● **What is required**
Reproduce the listing that follows, line for line.

● **Records provided**
»»
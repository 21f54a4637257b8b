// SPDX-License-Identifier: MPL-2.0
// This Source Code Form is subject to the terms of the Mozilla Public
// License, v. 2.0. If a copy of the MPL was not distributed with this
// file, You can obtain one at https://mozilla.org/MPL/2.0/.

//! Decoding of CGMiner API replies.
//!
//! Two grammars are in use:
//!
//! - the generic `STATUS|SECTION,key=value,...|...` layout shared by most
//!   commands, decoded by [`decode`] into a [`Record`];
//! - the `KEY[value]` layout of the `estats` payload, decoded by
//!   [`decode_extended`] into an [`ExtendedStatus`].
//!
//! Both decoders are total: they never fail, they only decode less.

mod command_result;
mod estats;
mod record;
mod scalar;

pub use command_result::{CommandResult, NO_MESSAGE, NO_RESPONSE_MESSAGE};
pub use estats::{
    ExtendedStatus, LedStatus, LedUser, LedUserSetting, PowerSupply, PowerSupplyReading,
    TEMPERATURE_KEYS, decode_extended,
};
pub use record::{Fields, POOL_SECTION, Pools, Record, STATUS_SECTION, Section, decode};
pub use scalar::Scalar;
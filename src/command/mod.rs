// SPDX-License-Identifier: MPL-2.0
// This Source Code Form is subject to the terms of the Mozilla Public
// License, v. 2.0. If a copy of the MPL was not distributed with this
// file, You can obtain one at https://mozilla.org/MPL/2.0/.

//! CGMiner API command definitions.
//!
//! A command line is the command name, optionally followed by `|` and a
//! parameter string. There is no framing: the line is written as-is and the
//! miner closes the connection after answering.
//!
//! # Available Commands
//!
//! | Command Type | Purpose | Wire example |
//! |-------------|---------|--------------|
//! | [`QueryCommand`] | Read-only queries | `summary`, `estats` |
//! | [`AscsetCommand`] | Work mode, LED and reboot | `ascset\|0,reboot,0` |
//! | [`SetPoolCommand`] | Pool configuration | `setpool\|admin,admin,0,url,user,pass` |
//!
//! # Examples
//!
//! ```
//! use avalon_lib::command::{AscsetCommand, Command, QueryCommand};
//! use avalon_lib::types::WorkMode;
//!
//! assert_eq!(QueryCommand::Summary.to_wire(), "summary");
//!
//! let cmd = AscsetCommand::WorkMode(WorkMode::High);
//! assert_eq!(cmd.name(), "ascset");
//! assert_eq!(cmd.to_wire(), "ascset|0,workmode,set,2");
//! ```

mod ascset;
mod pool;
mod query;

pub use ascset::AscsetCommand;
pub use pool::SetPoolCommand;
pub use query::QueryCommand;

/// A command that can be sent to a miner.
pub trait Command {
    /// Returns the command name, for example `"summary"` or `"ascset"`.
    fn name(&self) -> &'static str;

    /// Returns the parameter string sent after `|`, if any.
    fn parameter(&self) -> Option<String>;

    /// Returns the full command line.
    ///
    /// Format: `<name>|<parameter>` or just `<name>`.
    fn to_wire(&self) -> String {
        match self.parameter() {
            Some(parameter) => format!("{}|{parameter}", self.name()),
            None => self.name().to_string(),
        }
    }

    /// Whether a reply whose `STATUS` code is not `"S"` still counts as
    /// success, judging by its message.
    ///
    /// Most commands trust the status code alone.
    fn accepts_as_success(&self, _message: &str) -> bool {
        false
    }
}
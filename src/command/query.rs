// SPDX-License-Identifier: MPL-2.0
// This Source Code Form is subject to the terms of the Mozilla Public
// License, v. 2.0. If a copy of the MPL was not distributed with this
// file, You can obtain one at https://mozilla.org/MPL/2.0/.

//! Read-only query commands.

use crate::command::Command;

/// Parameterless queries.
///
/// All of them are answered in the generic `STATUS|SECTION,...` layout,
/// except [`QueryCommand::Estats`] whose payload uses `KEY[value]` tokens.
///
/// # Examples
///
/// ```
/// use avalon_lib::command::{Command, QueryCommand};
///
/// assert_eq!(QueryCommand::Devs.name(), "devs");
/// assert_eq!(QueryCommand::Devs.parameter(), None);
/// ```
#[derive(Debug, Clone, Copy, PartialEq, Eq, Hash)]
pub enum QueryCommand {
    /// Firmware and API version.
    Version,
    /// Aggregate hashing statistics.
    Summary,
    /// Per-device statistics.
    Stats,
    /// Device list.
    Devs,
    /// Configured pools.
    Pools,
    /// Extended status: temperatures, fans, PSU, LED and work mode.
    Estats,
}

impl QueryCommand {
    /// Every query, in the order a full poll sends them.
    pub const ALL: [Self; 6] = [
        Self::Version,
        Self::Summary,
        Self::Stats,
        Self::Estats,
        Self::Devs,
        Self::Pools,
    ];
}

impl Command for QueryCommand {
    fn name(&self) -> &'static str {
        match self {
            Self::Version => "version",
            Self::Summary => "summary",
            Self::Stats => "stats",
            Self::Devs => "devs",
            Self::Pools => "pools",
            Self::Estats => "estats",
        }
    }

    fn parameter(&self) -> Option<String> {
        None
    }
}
««
● **Exercise result**
repository 21f54a4637257b8b
// SPDX-License-Identifier: MPL-2.0
// This Source Code Form is subject to the terms of the Mozilla Public
// License, v. 2.0. If a copy of the MPL was not distributed with this
// file, You can obtain one at https://mozilla.org/MPL/2.0/.

//! Decoding of CGMiner API replies.
//!
//! Two grammars are in use:
//!
//! - the generic `STATUS|SECTION,key=value,...|...` layout shared by most
//!   commands, decoded by [`decode`] into a [`Record`];
//! - the `KEY[value]` layout of the `estats` payload, decoded by
//!   [`decode_extended`] into an [`ExtendedStatus`].
//!
//! Both decoders are total: they never fail, they only decode less.

mod command_result;
mod estats;
mod record;
mod scalar;

pub use command_result::{CommandResult, NO_MESSAGE, NO_RESPONSE_MESSAGE};
pub use estats::{
    ExtendedStatus, LedStatus, LedUser, LedUserSetting, PowerSupply, PowerSupplyReading,
    TEMPERATURE_KEYS, decode_extended,
};
pub use record::{Fields, POOL_SECTION, Pools, Record, STATUS_SECTION, Section, decode};
pub use scalar::Scalar;
filename src/command/mod.rs
// SPDX-License-Identifier: MPL-2.0
// This Source Code Form is subject to the terms of the Mozilla Public
// License, v. 2.0. If a copy of the MPL was not distributed with this
// file, You can obtain one at https://mozilla.org/MPL/2.0/.

//! CGMiner API command definitions.
//!
//! A command line is the command name, optionally followed by `|` and a
//! parameter string. There is no framing: the line is written as-is and the
//! miner closes the connection after answering.
//!
//! # Available Commands
//!
//! | Command Type | Purpose | Wire example |
//! |-------------|---------|--------------|
//! | [`QueryCommand`] | Read-only queries | `summary`, `estats` |
//! | [`AscsetCommand`] | Work mode, LED and reboot | `ascset\|0,reboot,0` |
//! | [`SetPoolCommand`] | Pool configuration | `setpool\|admin,admin,0,url,user,pass` |
//!
//! # Examples
//!
//! ```
//! use avalon_lib::command::{AscsetCommand, Command, QueryCommand};
//! use avalon_lib::types::WorkMode;
//!
//! assert_eq!(QueryCommand::Summary.to_wire(), "summary");
//!
//! let cmd = AscsetCommand::WorkMode(WorkMode::High);
//! assert_eq!(cmd.name(), "ascset");
//! assert_eq!(cmd.to_wire(), "ascset|0,workmode,set,2");
//! ```

mod ascset;
mod pool;
mod query;

pub use ascset::AscsetCommand;
pub use pool::SetPoolCommand;
pub use query::QueryCommand;

/// A command that can be sent to a miner.
pub trait Command {
    /// Returns the command name, for example `"summary"` or `"ascset"`.
    fn name(&self) -> &'static str;

    /// Returns the parameter string sent after `|`, if any.
    fn parameter(&self) -> Option<String>;

    /// Returns the full command line.
    ///
    /// Format: `<name>|<parameter>` or just `<name>`.
    fn to_wire(&self) -> String {
        match self.parameter() {
            Some(parameter) => format!("{}|{parameter}", self.name()),
            None => self.name().to_string(),
        }
    }

    /// Whether a reply whose `STATUS` code is not `"S"` still counts as
    /// success, judging by its message.
    ///
    /// Most commands trust the status code alone.
    fn accepts_as_success(&self, _message: &str) -> bool {
        false
    }
}
filename src/command/query.rs
// SPDX-License-Identifier: MPL-2.0
// This Source Code Form is subject to the terms of the Mozilla Public
// License, v. 2.0. If a copy of the MPL was not distributed with this
// file, You can obtain one at https://mozilla.org/MPL/2.0/.

//! Read-only query commands.

use crate::command::Command;

/// Parameterless queries.
///
/// All of them are answered in the generic `STATUS|SECTION,...` layout,
/// except [`QueryCommand::Estats`] whose payload uses `KEY[value]` tokens.
///
/// # Examples
///
/// ```
/// use avalon_lib::command::{Command, QueryCommand};
///
/// assert_eq!(QueryCommand::Devs.name(), "devs");
/// assert_eq!(QueryCommand::Devs.parameter(), None);
/// ```
#[derive(Debug, Clone, Copy, PartialEq, Eq, Hash)]
pub enum QueryCommand {
    /// Firmware and API version.
    Version,
    /// Aggregate hashing statistics.
    Summary,
    /// Per-device statistics.
    Stats,
    /// Device list.
    Devs,
    /// Configured pools.
    Pools,
    /// Extended status: temperatures, fans, PSU, LED and work mode.
    Estats,
}

impl QueryCommand {
    /// Every query, in the order a full poll sends them.
    pub const ALL: [Self; 6] = [
        Self::Version,
        Self::Summary,
        Self::Stats,
        Self::Estats,
        Self::Devs,
        Self::Pools,
    ];
}

impl Command for QueryCommand {
    fn name(&self) -> &'static str {
        match self {
            Self::Version => "version",
            Self::Summary => "summary",
            Self::Stats => "stats",
            Self::Devs => "devs",
            Self::Pools => "pools",
            Self::Estats => "estats",
        }
    }

    fn parameter(&self) -> Option<String> {
        None
    }
}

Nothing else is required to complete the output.